▸ Task
Within the records below, find each line that holds the string "fixed", then copy it.

Stored dataset items:

--------------------------------

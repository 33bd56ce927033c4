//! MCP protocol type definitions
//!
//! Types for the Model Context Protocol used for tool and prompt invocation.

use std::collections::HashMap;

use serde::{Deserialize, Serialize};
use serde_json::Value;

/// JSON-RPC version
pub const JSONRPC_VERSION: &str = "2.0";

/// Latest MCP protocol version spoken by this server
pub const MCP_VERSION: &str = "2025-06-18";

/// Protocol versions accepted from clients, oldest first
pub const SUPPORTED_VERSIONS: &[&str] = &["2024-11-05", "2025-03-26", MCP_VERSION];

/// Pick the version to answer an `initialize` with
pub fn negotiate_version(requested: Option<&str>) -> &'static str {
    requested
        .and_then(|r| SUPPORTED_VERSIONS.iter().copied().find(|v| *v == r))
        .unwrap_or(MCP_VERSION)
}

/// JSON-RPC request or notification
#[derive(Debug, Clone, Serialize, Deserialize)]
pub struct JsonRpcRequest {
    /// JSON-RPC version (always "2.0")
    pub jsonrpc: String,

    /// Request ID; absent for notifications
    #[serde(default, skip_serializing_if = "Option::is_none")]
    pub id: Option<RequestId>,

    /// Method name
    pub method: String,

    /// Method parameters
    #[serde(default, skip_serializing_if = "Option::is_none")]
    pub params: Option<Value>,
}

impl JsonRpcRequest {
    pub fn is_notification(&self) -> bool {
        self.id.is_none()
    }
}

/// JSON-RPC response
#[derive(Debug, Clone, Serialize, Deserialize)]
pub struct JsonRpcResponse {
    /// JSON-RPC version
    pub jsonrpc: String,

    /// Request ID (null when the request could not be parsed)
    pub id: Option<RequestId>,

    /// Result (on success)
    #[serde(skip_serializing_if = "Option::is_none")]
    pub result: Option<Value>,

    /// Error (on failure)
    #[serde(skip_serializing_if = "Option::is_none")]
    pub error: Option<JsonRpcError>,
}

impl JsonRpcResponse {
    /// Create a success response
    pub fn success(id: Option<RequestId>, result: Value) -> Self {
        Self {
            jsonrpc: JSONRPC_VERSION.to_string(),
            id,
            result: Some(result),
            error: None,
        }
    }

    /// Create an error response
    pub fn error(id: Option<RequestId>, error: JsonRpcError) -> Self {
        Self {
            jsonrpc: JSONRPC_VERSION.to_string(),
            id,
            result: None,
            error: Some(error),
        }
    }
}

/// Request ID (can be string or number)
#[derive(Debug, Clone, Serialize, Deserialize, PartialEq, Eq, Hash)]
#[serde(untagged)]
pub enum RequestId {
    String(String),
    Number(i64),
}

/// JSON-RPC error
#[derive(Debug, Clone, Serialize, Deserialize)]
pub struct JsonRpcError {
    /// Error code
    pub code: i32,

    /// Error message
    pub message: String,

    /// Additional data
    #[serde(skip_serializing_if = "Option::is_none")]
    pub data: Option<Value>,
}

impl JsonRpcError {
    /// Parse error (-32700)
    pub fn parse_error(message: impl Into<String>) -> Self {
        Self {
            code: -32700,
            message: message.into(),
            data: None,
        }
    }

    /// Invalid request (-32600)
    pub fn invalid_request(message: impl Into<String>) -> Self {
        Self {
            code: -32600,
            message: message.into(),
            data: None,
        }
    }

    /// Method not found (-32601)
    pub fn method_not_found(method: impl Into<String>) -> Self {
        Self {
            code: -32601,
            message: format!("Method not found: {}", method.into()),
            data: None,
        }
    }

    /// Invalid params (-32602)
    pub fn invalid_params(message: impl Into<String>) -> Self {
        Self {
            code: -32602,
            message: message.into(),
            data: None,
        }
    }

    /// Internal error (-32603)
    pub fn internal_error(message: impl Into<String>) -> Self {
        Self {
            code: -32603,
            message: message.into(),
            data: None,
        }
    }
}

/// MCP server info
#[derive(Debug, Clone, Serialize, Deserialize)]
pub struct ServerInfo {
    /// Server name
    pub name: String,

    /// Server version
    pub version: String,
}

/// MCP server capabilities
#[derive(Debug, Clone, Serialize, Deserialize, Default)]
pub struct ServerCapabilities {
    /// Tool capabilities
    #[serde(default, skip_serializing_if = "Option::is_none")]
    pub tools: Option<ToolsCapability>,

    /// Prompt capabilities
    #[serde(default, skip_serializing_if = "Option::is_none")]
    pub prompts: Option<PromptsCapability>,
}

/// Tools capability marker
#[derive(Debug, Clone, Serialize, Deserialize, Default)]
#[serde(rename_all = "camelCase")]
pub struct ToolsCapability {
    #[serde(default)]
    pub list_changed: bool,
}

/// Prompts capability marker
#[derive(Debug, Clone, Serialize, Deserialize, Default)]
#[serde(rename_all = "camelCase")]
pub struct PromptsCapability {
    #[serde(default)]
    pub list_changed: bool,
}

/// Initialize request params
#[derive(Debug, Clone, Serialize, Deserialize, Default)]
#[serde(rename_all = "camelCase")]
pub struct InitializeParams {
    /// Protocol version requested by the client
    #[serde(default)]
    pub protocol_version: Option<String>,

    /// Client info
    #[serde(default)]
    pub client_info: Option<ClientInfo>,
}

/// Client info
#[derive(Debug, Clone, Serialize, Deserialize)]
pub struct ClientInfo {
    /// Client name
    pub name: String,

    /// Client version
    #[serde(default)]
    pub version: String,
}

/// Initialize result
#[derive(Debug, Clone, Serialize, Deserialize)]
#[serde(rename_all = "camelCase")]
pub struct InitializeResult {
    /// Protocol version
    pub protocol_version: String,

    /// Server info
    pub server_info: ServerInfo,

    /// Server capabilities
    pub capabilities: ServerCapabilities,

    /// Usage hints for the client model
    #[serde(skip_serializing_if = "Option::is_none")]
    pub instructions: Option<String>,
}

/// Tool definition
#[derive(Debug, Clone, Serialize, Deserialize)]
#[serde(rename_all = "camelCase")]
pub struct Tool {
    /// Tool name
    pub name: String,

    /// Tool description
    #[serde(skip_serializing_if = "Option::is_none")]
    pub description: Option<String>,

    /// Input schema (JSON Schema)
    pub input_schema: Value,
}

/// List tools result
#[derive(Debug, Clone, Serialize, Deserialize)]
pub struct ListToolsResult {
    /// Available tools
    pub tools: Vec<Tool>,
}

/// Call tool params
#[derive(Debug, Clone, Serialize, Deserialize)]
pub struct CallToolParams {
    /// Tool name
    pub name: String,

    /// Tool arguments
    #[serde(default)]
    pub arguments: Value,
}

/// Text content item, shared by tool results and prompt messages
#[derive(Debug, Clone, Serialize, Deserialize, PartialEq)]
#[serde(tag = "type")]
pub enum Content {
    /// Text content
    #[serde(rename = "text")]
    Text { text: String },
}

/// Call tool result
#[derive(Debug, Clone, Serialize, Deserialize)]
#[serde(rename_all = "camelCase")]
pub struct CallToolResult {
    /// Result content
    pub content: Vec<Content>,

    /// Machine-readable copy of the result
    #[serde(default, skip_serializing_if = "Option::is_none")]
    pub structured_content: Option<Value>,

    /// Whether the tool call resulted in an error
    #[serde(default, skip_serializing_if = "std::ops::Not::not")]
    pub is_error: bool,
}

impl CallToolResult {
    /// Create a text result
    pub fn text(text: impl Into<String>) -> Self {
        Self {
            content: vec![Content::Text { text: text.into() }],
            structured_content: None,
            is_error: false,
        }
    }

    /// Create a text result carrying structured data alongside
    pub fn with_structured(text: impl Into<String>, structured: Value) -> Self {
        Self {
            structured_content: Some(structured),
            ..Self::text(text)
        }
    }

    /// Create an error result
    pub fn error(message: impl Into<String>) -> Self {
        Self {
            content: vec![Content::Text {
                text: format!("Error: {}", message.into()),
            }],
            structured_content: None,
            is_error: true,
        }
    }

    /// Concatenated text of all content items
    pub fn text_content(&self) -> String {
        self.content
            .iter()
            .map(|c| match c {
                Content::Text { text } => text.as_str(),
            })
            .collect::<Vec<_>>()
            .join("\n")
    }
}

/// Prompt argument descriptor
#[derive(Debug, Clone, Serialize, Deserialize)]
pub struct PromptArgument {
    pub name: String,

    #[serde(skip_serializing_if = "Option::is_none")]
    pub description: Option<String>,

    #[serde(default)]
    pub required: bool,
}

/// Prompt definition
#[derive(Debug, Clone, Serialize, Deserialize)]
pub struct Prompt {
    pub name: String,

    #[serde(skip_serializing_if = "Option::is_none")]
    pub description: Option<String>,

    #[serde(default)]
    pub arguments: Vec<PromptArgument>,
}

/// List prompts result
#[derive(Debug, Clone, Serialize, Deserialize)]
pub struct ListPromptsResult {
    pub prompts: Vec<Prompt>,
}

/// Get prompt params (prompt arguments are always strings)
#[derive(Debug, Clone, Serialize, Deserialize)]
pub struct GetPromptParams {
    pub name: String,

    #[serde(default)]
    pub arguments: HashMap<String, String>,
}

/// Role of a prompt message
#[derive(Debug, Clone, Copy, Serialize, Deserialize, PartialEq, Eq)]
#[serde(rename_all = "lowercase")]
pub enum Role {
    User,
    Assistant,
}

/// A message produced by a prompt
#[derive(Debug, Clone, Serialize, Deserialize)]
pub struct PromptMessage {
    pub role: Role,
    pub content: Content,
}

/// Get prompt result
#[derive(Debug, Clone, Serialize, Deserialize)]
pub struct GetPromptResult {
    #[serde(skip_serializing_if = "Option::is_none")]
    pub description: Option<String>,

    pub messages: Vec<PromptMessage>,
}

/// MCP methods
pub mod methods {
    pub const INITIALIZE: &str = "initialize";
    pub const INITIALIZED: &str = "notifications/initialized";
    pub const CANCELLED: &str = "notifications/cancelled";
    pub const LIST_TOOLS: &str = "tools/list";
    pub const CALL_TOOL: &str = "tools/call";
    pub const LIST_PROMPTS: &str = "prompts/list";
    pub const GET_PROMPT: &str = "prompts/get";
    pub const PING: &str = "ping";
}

--------------------------------

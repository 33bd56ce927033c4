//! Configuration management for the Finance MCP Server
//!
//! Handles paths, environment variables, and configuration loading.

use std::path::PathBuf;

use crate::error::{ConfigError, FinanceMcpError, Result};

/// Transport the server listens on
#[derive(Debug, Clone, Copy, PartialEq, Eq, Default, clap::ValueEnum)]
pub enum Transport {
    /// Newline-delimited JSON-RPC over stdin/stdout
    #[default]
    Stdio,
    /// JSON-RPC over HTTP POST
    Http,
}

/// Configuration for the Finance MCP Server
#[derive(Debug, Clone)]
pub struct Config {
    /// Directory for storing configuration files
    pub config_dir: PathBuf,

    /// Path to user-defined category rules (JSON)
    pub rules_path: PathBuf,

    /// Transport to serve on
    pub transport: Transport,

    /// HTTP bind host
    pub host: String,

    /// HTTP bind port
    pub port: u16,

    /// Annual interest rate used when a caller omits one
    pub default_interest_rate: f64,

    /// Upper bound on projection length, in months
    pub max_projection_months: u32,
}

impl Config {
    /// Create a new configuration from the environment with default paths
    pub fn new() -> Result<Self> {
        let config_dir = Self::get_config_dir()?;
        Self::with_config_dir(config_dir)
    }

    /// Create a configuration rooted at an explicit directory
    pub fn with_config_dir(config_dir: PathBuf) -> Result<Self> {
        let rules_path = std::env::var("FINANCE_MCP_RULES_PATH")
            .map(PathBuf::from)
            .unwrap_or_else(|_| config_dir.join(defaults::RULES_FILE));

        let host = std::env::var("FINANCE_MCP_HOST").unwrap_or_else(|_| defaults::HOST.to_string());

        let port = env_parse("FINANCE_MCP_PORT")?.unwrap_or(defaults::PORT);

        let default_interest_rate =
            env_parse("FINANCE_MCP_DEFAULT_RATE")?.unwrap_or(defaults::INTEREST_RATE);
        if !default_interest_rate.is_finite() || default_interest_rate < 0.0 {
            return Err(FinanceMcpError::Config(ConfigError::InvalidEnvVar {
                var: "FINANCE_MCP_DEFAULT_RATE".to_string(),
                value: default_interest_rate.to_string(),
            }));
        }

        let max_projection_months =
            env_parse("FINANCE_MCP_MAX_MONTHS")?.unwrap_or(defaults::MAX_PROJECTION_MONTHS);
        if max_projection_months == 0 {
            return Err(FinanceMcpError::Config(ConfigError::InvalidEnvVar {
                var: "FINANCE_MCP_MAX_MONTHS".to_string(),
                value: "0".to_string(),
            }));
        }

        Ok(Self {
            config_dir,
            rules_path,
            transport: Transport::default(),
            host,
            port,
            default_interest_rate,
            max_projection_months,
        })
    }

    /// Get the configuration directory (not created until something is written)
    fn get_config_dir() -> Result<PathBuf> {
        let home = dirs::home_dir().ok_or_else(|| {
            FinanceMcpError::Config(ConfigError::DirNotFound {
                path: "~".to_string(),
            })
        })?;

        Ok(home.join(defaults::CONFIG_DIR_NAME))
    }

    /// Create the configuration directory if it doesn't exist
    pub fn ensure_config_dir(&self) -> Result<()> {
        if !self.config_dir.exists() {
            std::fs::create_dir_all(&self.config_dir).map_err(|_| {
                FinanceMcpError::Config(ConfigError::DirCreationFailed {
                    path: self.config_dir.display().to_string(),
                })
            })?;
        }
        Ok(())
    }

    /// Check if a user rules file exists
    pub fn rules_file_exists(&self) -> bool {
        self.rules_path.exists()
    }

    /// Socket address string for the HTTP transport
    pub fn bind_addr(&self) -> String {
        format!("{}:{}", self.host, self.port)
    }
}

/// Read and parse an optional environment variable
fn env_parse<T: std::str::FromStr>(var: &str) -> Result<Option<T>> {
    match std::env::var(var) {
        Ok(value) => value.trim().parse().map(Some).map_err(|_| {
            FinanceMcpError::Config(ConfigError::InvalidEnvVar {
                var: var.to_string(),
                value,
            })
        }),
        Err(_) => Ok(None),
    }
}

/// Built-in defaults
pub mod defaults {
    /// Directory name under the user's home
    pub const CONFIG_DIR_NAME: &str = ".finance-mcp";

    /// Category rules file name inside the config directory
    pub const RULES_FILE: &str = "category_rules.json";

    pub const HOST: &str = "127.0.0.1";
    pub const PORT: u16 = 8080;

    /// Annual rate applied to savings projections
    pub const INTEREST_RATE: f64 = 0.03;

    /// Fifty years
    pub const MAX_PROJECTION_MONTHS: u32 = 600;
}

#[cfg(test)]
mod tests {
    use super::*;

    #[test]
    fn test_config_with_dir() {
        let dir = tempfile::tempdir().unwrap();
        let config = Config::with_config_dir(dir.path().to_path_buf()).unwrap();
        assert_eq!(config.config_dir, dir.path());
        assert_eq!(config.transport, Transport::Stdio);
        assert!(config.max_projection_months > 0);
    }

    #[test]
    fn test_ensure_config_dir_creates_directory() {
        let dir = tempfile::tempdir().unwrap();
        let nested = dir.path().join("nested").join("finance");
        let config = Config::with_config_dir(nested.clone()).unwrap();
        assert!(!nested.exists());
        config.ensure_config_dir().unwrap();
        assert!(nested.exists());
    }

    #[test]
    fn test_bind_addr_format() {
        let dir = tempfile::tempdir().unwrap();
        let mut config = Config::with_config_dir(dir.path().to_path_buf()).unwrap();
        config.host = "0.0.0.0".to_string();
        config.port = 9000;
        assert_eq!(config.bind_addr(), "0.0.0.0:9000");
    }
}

--------------------------------

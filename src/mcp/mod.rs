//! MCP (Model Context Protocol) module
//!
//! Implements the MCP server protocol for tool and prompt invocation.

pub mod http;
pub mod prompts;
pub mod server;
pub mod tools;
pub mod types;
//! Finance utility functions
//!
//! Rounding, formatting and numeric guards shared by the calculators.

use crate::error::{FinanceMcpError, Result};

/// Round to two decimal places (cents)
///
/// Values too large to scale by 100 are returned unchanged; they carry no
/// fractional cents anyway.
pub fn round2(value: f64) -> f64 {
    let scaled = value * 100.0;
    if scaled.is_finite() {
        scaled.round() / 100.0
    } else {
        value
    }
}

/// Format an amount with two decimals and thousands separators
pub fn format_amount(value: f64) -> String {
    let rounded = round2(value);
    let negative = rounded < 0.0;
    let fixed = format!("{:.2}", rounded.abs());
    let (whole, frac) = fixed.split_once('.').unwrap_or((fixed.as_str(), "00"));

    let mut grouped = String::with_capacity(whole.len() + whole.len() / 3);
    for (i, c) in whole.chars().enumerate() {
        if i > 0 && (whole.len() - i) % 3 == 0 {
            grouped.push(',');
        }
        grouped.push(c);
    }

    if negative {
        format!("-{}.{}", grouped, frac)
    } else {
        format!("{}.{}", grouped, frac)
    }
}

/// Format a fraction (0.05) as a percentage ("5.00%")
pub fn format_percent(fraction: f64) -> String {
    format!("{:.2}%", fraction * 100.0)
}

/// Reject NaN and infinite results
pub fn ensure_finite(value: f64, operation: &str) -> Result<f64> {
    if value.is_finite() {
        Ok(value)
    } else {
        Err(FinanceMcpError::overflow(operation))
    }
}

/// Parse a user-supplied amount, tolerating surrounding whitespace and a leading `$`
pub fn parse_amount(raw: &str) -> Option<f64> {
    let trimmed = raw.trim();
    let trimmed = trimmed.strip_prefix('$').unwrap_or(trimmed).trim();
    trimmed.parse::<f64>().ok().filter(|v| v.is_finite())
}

--------------------------------

▸ Your response
    let fixed = format!("{:.2}", rounded.abs());
    let (whole, frac) = fixed.split_once('.').unwrap_or((fixed.as_str(), "00"));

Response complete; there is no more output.